• [INSTRUCTIONS TO FOLLOW]: Each line below that holds the string "offset" counts once; report the total and nothing else.

(Stored items)
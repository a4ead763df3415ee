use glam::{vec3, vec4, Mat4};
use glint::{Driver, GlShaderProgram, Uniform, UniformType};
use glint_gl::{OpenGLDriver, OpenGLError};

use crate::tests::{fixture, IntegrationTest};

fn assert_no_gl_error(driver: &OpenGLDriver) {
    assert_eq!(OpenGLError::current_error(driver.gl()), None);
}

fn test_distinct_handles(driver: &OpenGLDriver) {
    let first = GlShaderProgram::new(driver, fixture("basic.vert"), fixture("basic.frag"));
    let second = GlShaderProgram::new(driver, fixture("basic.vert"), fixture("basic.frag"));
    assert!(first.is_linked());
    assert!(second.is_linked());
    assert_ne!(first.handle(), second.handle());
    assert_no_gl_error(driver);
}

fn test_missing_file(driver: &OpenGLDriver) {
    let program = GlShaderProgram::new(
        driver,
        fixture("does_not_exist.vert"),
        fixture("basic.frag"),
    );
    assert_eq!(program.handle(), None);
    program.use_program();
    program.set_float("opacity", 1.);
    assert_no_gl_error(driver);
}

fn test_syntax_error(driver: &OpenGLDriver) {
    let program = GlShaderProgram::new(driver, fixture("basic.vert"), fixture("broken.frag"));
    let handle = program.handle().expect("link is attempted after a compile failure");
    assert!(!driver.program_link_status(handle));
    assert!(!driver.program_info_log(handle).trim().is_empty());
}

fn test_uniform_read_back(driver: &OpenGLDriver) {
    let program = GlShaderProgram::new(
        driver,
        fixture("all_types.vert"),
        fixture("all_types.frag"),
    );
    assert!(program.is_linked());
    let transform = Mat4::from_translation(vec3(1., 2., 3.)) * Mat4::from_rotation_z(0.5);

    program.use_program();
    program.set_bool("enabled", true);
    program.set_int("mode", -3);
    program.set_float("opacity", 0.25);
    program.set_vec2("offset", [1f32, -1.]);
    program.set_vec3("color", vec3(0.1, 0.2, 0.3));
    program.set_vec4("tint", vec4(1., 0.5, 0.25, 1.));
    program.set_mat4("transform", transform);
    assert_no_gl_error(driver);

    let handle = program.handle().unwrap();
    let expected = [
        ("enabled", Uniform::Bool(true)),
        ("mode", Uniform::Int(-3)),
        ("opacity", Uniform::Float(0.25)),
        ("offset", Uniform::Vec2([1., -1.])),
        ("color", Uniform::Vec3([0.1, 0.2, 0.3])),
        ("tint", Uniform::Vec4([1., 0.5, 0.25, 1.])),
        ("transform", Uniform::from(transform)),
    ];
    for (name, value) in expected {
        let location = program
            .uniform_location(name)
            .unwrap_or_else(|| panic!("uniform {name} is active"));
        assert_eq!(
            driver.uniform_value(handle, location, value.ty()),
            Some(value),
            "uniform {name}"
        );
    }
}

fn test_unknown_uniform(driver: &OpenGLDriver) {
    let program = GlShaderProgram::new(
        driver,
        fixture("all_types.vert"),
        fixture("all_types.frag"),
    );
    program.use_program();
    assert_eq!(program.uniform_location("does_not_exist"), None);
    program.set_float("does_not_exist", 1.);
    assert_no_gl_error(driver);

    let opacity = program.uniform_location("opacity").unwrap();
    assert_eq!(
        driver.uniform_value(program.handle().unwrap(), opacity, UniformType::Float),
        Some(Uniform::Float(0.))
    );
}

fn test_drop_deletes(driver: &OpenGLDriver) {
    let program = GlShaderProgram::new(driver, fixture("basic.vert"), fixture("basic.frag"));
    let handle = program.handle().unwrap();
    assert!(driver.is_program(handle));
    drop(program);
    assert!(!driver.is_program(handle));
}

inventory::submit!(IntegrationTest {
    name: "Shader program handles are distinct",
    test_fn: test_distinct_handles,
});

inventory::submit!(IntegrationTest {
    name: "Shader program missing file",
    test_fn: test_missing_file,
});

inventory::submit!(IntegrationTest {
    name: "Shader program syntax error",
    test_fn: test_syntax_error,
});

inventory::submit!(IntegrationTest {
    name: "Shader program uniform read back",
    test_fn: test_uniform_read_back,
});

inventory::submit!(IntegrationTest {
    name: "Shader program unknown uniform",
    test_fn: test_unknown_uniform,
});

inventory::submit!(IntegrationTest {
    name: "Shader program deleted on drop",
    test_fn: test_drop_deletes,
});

--

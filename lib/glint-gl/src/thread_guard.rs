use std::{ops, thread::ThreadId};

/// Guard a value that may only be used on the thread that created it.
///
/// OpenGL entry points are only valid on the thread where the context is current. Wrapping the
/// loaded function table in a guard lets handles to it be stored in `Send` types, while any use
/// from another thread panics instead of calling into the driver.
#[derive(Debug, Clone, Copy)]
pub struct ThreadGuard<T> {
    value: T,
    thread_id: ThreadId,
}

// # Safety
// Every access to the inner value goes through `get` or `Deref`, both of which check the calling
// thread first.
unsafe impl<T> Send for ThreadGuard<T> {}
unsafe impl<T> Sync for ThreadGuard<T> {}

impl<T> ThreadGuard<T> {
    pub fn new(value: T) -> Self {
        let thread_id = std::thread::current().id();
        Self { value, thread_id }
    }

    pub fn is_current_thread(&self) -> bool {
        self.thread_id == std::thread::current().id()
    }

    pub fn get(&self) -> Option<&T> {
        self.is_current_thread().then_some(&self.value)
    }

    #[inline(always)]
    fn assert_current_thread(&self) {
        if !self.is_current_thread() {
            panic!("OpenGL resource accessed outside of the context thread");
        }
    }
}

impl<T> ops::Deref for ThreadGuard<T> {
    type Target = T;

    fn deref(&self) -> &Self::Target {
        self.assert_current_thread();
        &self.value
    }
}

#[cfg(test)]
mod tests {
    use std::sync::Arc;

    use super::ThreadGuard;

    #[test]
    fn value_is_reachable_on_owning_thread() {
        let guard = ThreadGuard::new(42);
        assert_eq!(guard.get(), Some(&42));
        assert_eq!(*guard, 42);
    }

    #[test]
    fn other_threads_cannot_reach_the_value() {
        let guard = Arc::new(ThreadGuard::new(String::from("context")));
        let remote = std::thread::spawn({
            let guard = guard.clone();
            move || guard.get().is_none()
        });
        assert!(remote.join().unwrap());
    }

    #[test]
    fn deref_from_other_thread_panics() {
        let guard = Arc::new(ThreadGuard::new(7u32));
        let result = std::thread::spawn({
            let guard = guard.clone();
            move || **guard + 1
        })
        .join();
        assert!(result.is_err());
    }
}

• [ANSWER FOR THE TASK]: 2